Scientists and regulators have long acknowledged the weaknesses in traditional methods used to identify drugs that may harm the central nervous system. One in four safety-related failures arise from neurological toxicity, yet nearly four-fifths of these problems are not recognized until clinical trials, when the risks to volunteers and the financial cost to sponsors are far greater. The shortfall reflects a persistent dependence on models that do not represent human neural biology with sufficient accuracy, leaving a substantial gap between preclinical evidence and clinical outcomes.

For decades, most laboratories have relied on animal behavior studies or simple two-dimensional cell assays to assess neurological risk. Researchers point out that these methods rarely capture the types of functional disturbances that clinicians observe at the bedside. Drug-induced seizures illustrate the dilemma. The susceptibility of different species to seizure activity varies considerably, and several mechanisms that provoke seizures in humans do not translate well to common laboratory animals. As a result, studies frequently miss early signs of risk, while occasionally flagging concerns that later prove irrelevant. The absence of human-based functional endpoints means that researchers often proceed with limited insight into how a compound may behave once it reaches the clinic.

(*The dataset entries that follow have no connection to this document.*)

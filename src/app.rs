//! Application state and service initialization
//!
//! This module centralizes service construction and dependency injection so
//! handlers only see ready-to-use shared state.

use std::sync::Arc;

use tokio::sync::Semaphore;
use tokio_util::sync::CancellationToken;

use crate::model::{Config, ConfigError};
use crate::retriever::HttpChunkRetriever;
use crate::service::{AnalysisPipeline, GenerativeOracle, LlmClient};

/// Application state shared by every worker
pub struct AppState {
    /// Extraction and traceability pipeline
    pub pipeline: Arc<AnalysisPipeline>,
    /// Bounds the number of analysis runs in flight
    pub run_limiter: Arc<Semaphore>,
    /// Cancelled when the server shuts down; every run gets a child token
    pub shutdown: CancellationToken,
    /// Model identifier reported by the readiness probe
    pub oracle_model: String,
}

impl AppState {
    /// Initialize all services and build application state
    ///
    /// This performs:
    /// 1. LLM client initialization (requires OPENAI_API_KEY)
    /// 2. Optional chunk retriever initialization
    /// 3. Pipeline construction and configuration validation
    pub fn new(config: &Config, shutdown: CancellationToken) -> Result<Self, AppError> {
        let api_key = std::env::var("OPENAI_API_KEY")
            .map_err(|_| AppError::MissingConfig("OPENAI_API_KEY"))?;

        let llm_client = LlmClient::new(&api_key, config.oracle.request_timeout())
            .map_err(|_| AppError::InvalidConfig("Invalid OPENAI_API_KEY"))?;
        let oracle: Arc<dyn GenerativeOracle> = Arc::new(llm_client);

        let mut pipeline = AnalysisPipeline::new(Arc::clone(&oracle), config.pipeline.clone())?;

        match &config.retriever {
            Some(retriever_config) => {
                tracing::info!(url = %retriever_config.url, "Chunk retriever enabled");
                let retriever = HttpChunkRetriever::new(retriever_config)
                    .map_err(|_| AppError::InvalidConfig("Failed to build chunk retriever client"))?;
                pipeline = pipeline.with_retriever(Arc::new(retriever));
            }
            None => tracing::info!("No chunk retriever configured, using provided chunks only"),
        }

        Ok(Self::with_pipeline(
            pipeline,
            oracle.model().to_string(),
            config.server.max_concurrent_runs,
            shutdown,
        ))
    }

    /// Build state around an already constructed pipeline
    pub fn with_pipeline(
        pipeline: AnalysisPipeline,
        oracle_model: String,
        max_concurrent_runs: usize,
        shutdown: CancellationToken,
    ) -> Self {
        Self {
            pipeline: Arc::new(pipeline),
            run_limiter: Arc::new(Semaphore::new(max_concurrent_runs)),
            shutdown,
            oracle_model,
        }
    }
}

/// Application-level errors
#[derive(Debug, thiserror::Error)]
#[non_exhaustive]
pub enum AppError {
    /// Missing required configuration
    #[error("Missing required configuration: {0}")]
    MissingConfig(&'static str),

    /// Invalid configuration value
    #[error("Invalid configuration: {0}")]
    InvalidConfig(&'static str),

    /// Configuration rejected by validation
    #[error(transparent)]
    Config(#[from] ConfigError),
}
//! Aggregate traceability quality metrics

use std::collections::{BTreeMap, HashSet};

use crate::model::config::TraceabilityConfig;
use crate::model::{EntityKind, Phase, TraceNode, TraceabilityLink};
use crate::service::traceability::{PHASE_PAIRS, pair_key};

fn coverage_weight(config: &TraceabilityConfig, from: Phase, to: Phase) -> f64 {
    let w = &config.coverage_weights;
    match (from, to) {
        (Phase::Operational, Phase::System) => w.operational_to_system,
        (Phase::System, Phase::Logical) => w.system_to_logical,
        (Phase::Logical, Phase::Physical) => w.logical_to_physical,
        (Phase::Operational, Phase::Physical) => w.operational_to_physical,
        _ => 0.0,
    }
}

/// Compute coverage per phase pair, link density, completeness and mean
/// link confidence
///
/// Pairs whose earlier phase has no traceable entity are not measured and do
/// not contribute to the completeness score.
pub fn compute_metrics(
    config: &TraceabilityConfig,
    nodes: &BTreeMap<Phase, Vec<TraceNode<'_>>>,
    links: &[TraceabilityLink],
) -> BTreeMap<String, f64> {
    let mut metrics = BTreeMap::new();

    let forward: HashSet<(&str, Phase)> = links
        .iter()
        .filter(|l| l.source_phase != l.target_phase)
        .map(|l| (l.source_id.as_str(), l.target_phase))
        .collect();

    let mut weighted_sum = 0.0;
    let mut weight_total = 0.0;
    for (from, to) in PHASE_PAIRS {
        let (Some(sources), true) = (nodes.get(&from), nodes.contains_key(&to)) else {
            continue;
        };
        let traceable: Vec<&TraceNode<'_>> = sources
            .iter()
            .filter(|n| n.kind != EntityKind::Constraint)
            .collect();
        if traceable.is_empty() {
            continue;
        }

        let covered = traceable
            .iter()
            .filter(|n| forward.contains(&(n.id, to)))
            .count();
        let coverage = covered as f64 / traceable.len() as f64;
        metrics.insert(format!("coverage.{}", pair_key(from, to)), coverage);

        let weight = coverage_weight(config, from, to);
        weighted_sum += weight * coverage;
        weight_total += weight;
    }

    let completeness = if weight_total > 0.0 {
        weighted_sum / weight_total
    } else {
        0.0
    };
    metrics.insert("completeness_score".to_string(), completeness);

    let total_entities: usize = nodes.values().map(Vec::len).sum();
    let density = if total_entities > 0 {
        links.len() as f64 / total_entities as f64
    } else {
        0.0
    };
    metrics.insert("traceability_density".to_string(), density);

    let average_confidence = if links.is_empty() {
        0.0
    } else {
        links.iter().map(|l| l.confidence).sum::<f64>() / links.len() as f64
    };
    metrics.insert("average_link_confidence".to_string(), average_confidence);

    metrics
}

#[cfg(test)]
mod tests {
    use super::*;
    use crate::model::PhaseOutput;
    use crate::service::traceability::TraceabilityEngine;
    use crate::service::traceability::fixtures::*;

    #[test]
    fn test_full_coverage_of_traffic_phases() {
        let engine = TraceabilityEngine::new(TraceabilityConfig::default());
        let report = engine.compute(&traffic_phases());

        assert!(report.metrics["coverage.operational_to_system"] > 0.0);
        assert!(!report.metrics.contains_key("coverage.system_to_logical"));
        // only one pair measured, so completeness equals its coverage
        assert_eq!(
            report.metrics["completeness_score"],
            report.metrics["coverage.operational_to_system"]
        );
        assert!(report.metrics["average_link_confidence"] > 0.5);
    }

    #[test]
    fn test_zero_threshold_gives_full_coverage() {
        let engine =
            TraceabilityEngine::new(TraceabilityConfig::default().with_link_threshold(0.0));
        let report = engine.compute(&traffic_phases());

        assert_eq!(report.metrics["coverage.operational_to_system"], 1.0);
        assert_eq!(report.metrics["completeness_score"], 1.0);
        // 4 links over 4 entities
        assert_eq!(report.metrics["traceability_density"], 1.0);
    }

    #[test]
    fn test_empty_outputs_yield_zero_metrics() {
        let config = TraceabilityConfig::default();
        let outputs = BTreeMap::from([
            (Phase::Operational, PhaseOutput::new(Phase::Operational)),
            (Phase::System, PhaseOutput::new(Phase::System)),
        ]);
        let nodes: BTreeMap<Phase, Vec<TraceNode<'_>>> =
            outputs.iter().map(|(p, o)| (*p, o.nodes())).collect();

        let metrics = compute_metrics(&config, &nodes, &[]);
        assert_eq!(metrics["completeness_score"], 0.0);
        assert_eq!(metrics["traceability_density"], 0.0);
        assert_eq!(metrics["average_link_confidence"], 0.0);
        assert!(!metrics.contains_key("coverage.operational_to_system"));
    }
}
//! OpenAPI specification endpoints

use actix_web::{HttpResponse, Responder, get};
use utoipa::OpenApi;

use crate::api::{analysis, error, health};
use crate::model;

#[derive(OpenApi)]
#[openapi(
    info(
        title = "Arcadia Trace",
        description = "Phased architecture extraction and cross-phase traceability"
    ),
    paths(analysis::analyze, health::liveness, health::readiness),
    components(schemas(
        model::AnalysisRequest,
        model::ContextChunk,
        model::StructuredResult,
        model::PhaseOutput,
        model::TraceabilityLink,
        model::Gap,
        model::ConsistencyCheck,
        error::ErrorResponse,
        health::HealthStatus,
        health::ReadinessStatus,
    )),
    tags(
        (name = "analysis", description = "Architecture extraction and traceability"),
        (name = "health", description = "Liveness and readiness probes")
    )
)]
pub struct ApiDoc;

/// Serve OpenAPI JSON specification
#[get("/openapi.json")]
pub async fn openapi_json() -> impl Responder {
    HttpResponse::Ok().json(ApiDoc::openapi())
}

/// Serve OpenAPI YAML specification
#[get("/openapi.yaml")]
pub async fn openapi_yaml() -> impl Responder {
    match ApiDoc::openapi().to_yaml() {
        Ok(yaml) => HttpResponse::Ok().content_type("text/yaml").body(yaml),
        Err(e) => {
            tracing::error!(error = %e, "Failed to render OpenAPI YAML");
            HttpResponse::InternalServerError().finish()
        }
    }
}

/// Configure OpenAPI routes
pub fn configure(cfg: &mut actix_web::web::ServiceConfig) {
    cfg.service(openapi_json).service(openapi_yaml);
}
//! Gap detection over phase outputs and their traceability links
//!
//! Severity:
//! - critical: operational capability not realized by any later phase
//! - major: logical component without a physical realization, or a parent
//!   reference that does not resolve
//! - minor: scenario without interface backing, entities without a link to
//!   the adjacent phase, and any other dangling reference

use std::collections::{BTreeMap, HashSet};

use crate::model::{
    EntityKind, Gap, GapSeverity, GapType, Phase, PhaseOutput, Scenario, TraceNode,
    TraceabilityLink,
};
use crate::service::traceability::similarity::name_similarity;
use crate::service::traceability::{TraceabilityEngine, declared_references, link_type_for};

/// Collects gaps and numbers them once detection is complete
#[derive(Default)]
struct GapCollector {
    gaps: Vec<Gap>,
}

impl GapCollector {
    fn push(
        &mut self,
        severity: GapSeverity,
        gap_type: GapType,
        phase: Phase,
        entity_id: Option<&str>,
        description: String,
        recommendation: &str,
    ) {
        self.gaps.push(Gap {
            id: String::new(),
            severity,
            gap_type,
            phase,
            entity_id: entity_id.map(str::to_string),
            description,
            recommendation: recommendation.to_string(),
        });
    }

    /// Gaps ordered by severity, numbered `GAP-001`, `GAP-002`, ...
    fn finish(mut self) -> Vec<Gap> {
        self.gaps.sort_by_key(|g| g.severity);
        for (i, gap) in self.gaps.iter_mut().enumerate() {
            gap.id = format!("GAP-{:03}", i + 1);
        }
        self.gaps
    }
}

fn next_phase(phase: Phase) -> Option<Phase> {
    Phase::ALL.into_iter().find(|p| p.previous() == Some(phase))
}

/// Detect gaps for the given outputs and links
pub fn detect_gaps(
    engine: &TraceabilityEngine,
    outputs: &BTreeMap<Phase, PhaseOutput>,
    nodes: &BTreeMap<Phase, Vec<TraceNode<'_>>>,
    links: &[TraceabilityLink],
) -> Vec<Gap> {
    let mut collector = GapCollector::default();

    // (source id, target phase) and (target id, source phase) of cross-phase links
    let forward: HashSet<(&str, Phase)> = links
        .iter()
        .filter(|l| l.source_phase != l.target_phase)
        .map(|l| (l.source_id.as_str(), l.target_phase))
        .collect();
    let backward: HashSet<(&str, Phase)> = links
        .iter()
        .filter(|l| l.source_phase != l.target_phase)
        .map(|l| (l.target_id.as_str(), l.source_phase))
        .collect();

    unrealized_capabilities(outputs, &forward, &mut collector);
    unrealized_logical_components(outputs, &forward, &mut collector);

    for (phase, output) in outputs {
        let Some(phase_nodes) = nodes.get(phase) else {
            continue;
        };
        dangling_references(engine, output, phase_nodes, &mut collector);
        declared_dangling_references(engine, output, nodes, &mut collector);
        if *phase != Phase::Operational {
            for scenario in &output.scenarios {
                if !has_interface_backing(engine, scenario, phase_nodes, output) {
                    collector.push(
                        GapSeverity::Minor,
                        GapType::MissingInterface,
                        *phase,
                        Some(scenario.id.as_str()),
                        format!(
                            "Scenario '{}' is not backed by any interface of the {} phase",
                            scenario.name, phase
                        ),
                        "Define the interfaces exchanged by the scenario participants",
                    );
                }
            }
        }
        adjacency_gaps(*phase, nodes, phase_nodes, &forward, &backward, &mut collector);
    }

    let gaps = collector.finish();
    tracing::debug!(
        critical = gaps.iter().filter(|g| g.severity == GapSeverity::Critical).count(),
        total = gaps.len(),
        "Gap detection complete"
    );
    gaps
}

fn unrealized_capabilities(
    outputs: &BTreeMap<Phase, PhaseOutput>,
    forward: &HashSet<(&str, Phase)>,
    collector: &mut GapCollector,
) {
    let Some(operational) = outputs.get(&Phase::Operational) else {
        return;
    };
    let later: Vec<Phase> = outputs
        .keys()
        .copied()
        .filter(|p| *p > Phase::Operational)
        .collect();
    if later.is_empty() {
        return;
    }

    for capability in &operational.capabilities {
        let realized = later
            .iter()
            .any(|p| forward.contains(&(capability.id.as_str(), *p)));
        if !realized {
            collector.push(
                GapSeverity::Critical,
                GapType::UnrealizedCapability,
                Phase::Operational,
                Some(capability.id.as_str()),
                format!(
                    "Operational capability '{}' is not realized by any later phase",
                    capability.name
                ),
                "Add system functions or components that realize this capability",
            );
        }
    }
}

fn unrealized_logical_components(
    outputs: &BTreeMap<Phase, PhaseOutput>,
    forward: &HashSet<(&str, Phase)>,
    collector: &mut GapCollector,
) {
    let (Some(logical), true) = (
        outputs.get(&Phase::Logical),
        outputs.contains_key(&Phase::Physical),
    ) else {
        return;
    };

    for component in &logical.components {
        if !forward.contains(&(component.id.as_str(), Phase::Physical)) {
            collector.push(
                GapSeverity::Major,
                GapType::MissingRealization,
                Phase::Logical,
                Some(component.id.as_str()),
                format!(
                    "Logical component '{}' has no physical realization",
                    component.name
                ),
                "Allocate the component to a physical component",
            );
        }
    }
}

/// Entities without a link to the adjacent phase on either side
///
/// An entity is only reported when the adjacent phase holds a kind it could
/// link with; otherwise no extraction result could ever close the gap.
fn adjacency_gaps(
    phase: Phase,
    nodes: &BTreeMap<Phase, Vec<TraceNode<'_>>>,
    phase_nodes: &[TraceNode<'_>],
    forward: &HashSet<(&str, Phase)>,
    backward: &HashSet<(&str, Phase)>,
    collector: &mut GapCollector,
) {
    let traceable = phase_nodes.iter().filter(|n| n.kind != EntityKind::Constraint);

    if let Some(previous) = phase.previous()
        && let Some(previous_nodes) = nodes.get(&previous)
    {
        let previous_kinds = kinds_of(previous_nodes);
        for node in traceable.clone() {
            let linkable = previous_kinds
                .iter()
                .any(|&kind| link_type_for(kind, node.kind).is_some());
            if linkable && !backward.contains(&(node.id, previous)) {
                collector.push(
                    GapSeverity::Minor,
                    GapType::UntracedEntity,
                    phase,
                    Some(node.id),
                    format!(
                        "'{}' has no trace back to the {} phase",
                        node.name, previous
                    ),
                    "Link the entity to the element it refines in the preceding phase",
                );
            }
        }
    }

    if let Some(next) = next_phase(phase)
        && let Some(next_nodes) = nodes.get(&next)
    {
        let next_kinds = kinds_of(next_nodes);
        for node in traceable {
            // reported with their own severity
            let separately_reported = node.kind == EntityKind::Capability
                || (phase == Phase::Logical && node.kind == EntityKind::Component);
            let linkable = next_kinds
                .iter()
                .any(|&kind| link_type_for(node.kind, kind).is_some());
            if separately_reported || !linkable {
                continue;
            }
            if !forward.contains(&(node.id, next)) {
                collector.push(
                    GapSeverity::Minor,
                    GapType::UnrealizedEntity,
                    phase,
                    Some(node.id),
                    format!("'{}' is not realized in the {} phase", node.name, next),
                    "Refine the entity in the following phase or remove it",
                );
            }
        }
    }
}

fn kinds_of(nodes: &[TraceNode<'_>]) -> HashSet<EntityKind> {
    nodes.iter().map(|n| n.kind).collect()
}

fn has_interface_backing(
    engine: &TraceabilityEngine,
    scenario: &Scenario,
    phase_nodes: &[TraceNode<'_>],
    output: &PhaseOutput,
) -> bool {
    let flow_backed = scenario
        .data_flows
        .iter()
        .filter_map(|f| f.interface.as_deref())
        .any(|name| {
            engine
                .resolve(name, phase_nodes, &[EntityKind::Interface])
                .is_some()
        });
    if flow_backed {
        return true;
    }

    output.interfaces.iter().any(|interface| {
        let endpoints: Vec<&str> = interface
            .provider_component
            .as_deref()
            .into_iter()
            .chain(interface.consumer_components.iter().map(String::as_str))
            .collect();
        scenario.involved_components.iter().any(|participant| {
            endpoints.iter().any(|endpoint| {
                name_similarity(participant, endpoint)
                    >= engine.config().thresholds.declared_reference
            })
        })
    })
}

struct Reference<'a> {
    entity_id: &'a str,
    entity_name: &'a str,
    field: &'static str,
    names: Vec<&'a str>,
    kinds: &'static [EntityKind],
    severity: GapSeverity,
}

fn strs(names: &[String]) -> Vec<&str> {
    names.iter().map(String::as_str).collect()
}

fn same_phase_references(output: &PhaseOutput) -> Vec<Reference<'_>> {
    const COMPONENTS: &[EntityKind] = &[EntityKind::Component];
    const FUNCTIONS: &[EntityKind] = &[EntityKind::Function];
    const ACTORS: &[EntityKind] = &[EntityKind::Actor];

    let mut refs = Vec::new();

    for capability in &output.capabilities {
        refs.push(Reference {
            entity_id: &capability.id,
            entity_name: &capability.name,
            field: "involved_actors",
            names: strs(&capability.involved_actors),
            kinds: ACTORS,
            severity: GapSeverity::Minor,
        });
    }
    for c in &output.components {
        refs.push(Reference {
            entity_id: &c.id,
            entity_name: &c.name,
            field: "parent_component",
            names: c.parent_component.as_deref().into_iter().collect(),
            kinds: COMPONENTS,
            severity: GapSeverity::Major,
        });
        refs.push(Reference {
            entity_id: &c.id,
            entity_name: &c.name,
            field: "sub_components",
            names: strs(&c.sub_components),
            kinds: COMPONENTS,
            severity: GapSeverity::Minor,
        });
        refs.push(Reference {
            entity_id: &c.id,
            entity_name: &c.name,
            field: "allocated_functions",
            names: strs(&c.allocated_functions),
            kinds: FUNCTIONS,
            severity: GapSeverity::Minor,
        });
    }
    for f in &output.functions {
        refs.push(Reference {
            entity_id: &f.id,
            entity_name: &f.name,
            field: "parent_function",
            names: f.parent_function.as_deref().into_iter().collect(),
            kinds: FUNCTIONS,
            severity: GapSeverity::Major,
        });
        refs.push(Reference {
            entity_id: &f.id,
            entity_name: &f.name,
            field: "sub_functions",
            names: strs(&f.sub_functions),
            kinds: FUNCTIONS,
            severity: GapSeverity::Minor,
        });
        refs.push(Reference {
            entity_id: &f.id,
            entity_name: &f.name,
            field: "allocated_components",
            names: strs(&f.allocated_components),
            kinds: COMPONENTS,
            severity: GapSeverity::Minor,
        });
    }
    for i in &output.interfaces {
        refs.push(Reference {
            entity_id: &i.id,
            entity_name: &i.name,
            field: "provider_component",
            names: i.provider_component.as_deref().into_iter().collect(),
            kinds: COMPONENTS,
            severity: GapSeverity::Minor,
        });
        refs.push(Reference {
            entity_id: &i.id,
            entity_name: &i.name,
            field: "consumer_components",
            names: strs(&i.consumer_components),
            kinds: COMPONENTS,
            severity: GapSeverity::Minor,
        });
    }
    for c in &output.constraints {
        refs.push(Reference {
            entity_id: &c.id,
            entity_name: &c.name,
            field: "affected_components",
            names: strs(&c.affected_components),
            kinds: COMPONENTS,
            severity: GapSeverity::Minor,
        });
    }

    refs.retain(|r| !r.names.is_empty());
    refs
}

fn dangling_references(
    engine: &TraceabilityEngine,
    output: &PhaseOutput,
    phase_nodes: &[TraceNode<'_>],
    collector: &mut GapCollector,
) {
    for reference in same_phase_references(output) {
        for name in reference.names {
            if name.trim().is_empty() {
                continue;
            }
            if engine.resolve(name, phase_nodes, reference.kinds).is_none() {
                collector.push(
                    reference.severity,
                    GapType::DanglingReference,
                    output.phase,
                    Some(reference.entity_id),
                    format!(
                        "'{}' references unknown entity '{}' in {}",
                        reference.entity_name, name, reference.field
                    ),
                    "Add the referenced entity or correct the reference",
                );
            }
        }
    }
}

/// Declared cross-phase names that do not resolve in a phase that is present
fn declared_dangling_references(
    engine: &TraceabilityEngine,
    output: &PhaseOutput,
    nodes: &BTreeMap<Phase, Vec<TraceNode<'_>>>,
    collector: &mut GapCollector,
) {
    for reference in declared_references(output) {
        let Some(candidates) = nodes.get(&reference.target_phase) else {
            continue;
        };
        for name in reference.names {
            if engine.resolve(name, candidates, &[reference.kind]).is_none() {
                collector.push(
                    GapSeverity::Minor,
                    GapType::DanglingReference,
                    output.phase,
                    Some(reference.entity_id),
                    format!(
                        "'{}' references unknown {} entity '{}'",
                        reference.entity_id, reference.target_phase, name
                    ),
                    "Correct the reference or extract the missing entity",
                );
            }
        }
    }
}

Over the past year, however, policy developments in the United States have signaled a shift in the direction of safety research. In April 2025, the Food and Drug Administration published a roadmap outlining its intention to reduce the use of animals in preclinical safety studies. The plan describes a phased approach in which new methods, including organoids, microphysiological systems and computational tools, are introduced as more predictive alternatives. The agency describes a three-to-five-year horizon in which conventional animal studies would become a secondary option rather than the primary route to regulatory acceptance.

The National Institutes of Health moved quickly to support this transition. In July, it announced that new funding programs would no longer support proposals that rely solely on animal models of human disease. Applicants are now expected to incorporate non-animal approaches as part of their study design. Two months later, the institute launched the Standardized Organoid Modeling Center, a national initiative financed with an initial commitment of $87 million over three years, intended to improve the reproducibility and validation of organoid systems and create a shared infrastructure for data exchange.

Taken together, these decisions indicate that the leading scientific agencies see a need for more reliable, human-relevant systems in safety assessment. The goal is not simply to reduce animal use but to support approaches that better reflect the biological processes at stake.

Organoid technologies have become a central part of this discussion, particularly for studies involving the central nervous system. Because they are built from human-derived stem cells and develop into multi-cellular structures with a degree of functional organization, brain organoids provide a way to examine network activity that cannot be replicated with conventional two-dimensional culture. They allow researchers to observe how compounds influence communication between neurons and how disruptions give rise to patterns that resemble early stages of toxicity.

Yet the promise of these systems has occasionally been overshadowed by uneven performance. Many organoid platforms differ from batch to batch in size, cellular composition or activity patterns, making it difficult to draw clear conclusions from experimental data. Regulatory authorities have made it clear that consistency will be essential if these models are to be integrated into formal safety pipelines.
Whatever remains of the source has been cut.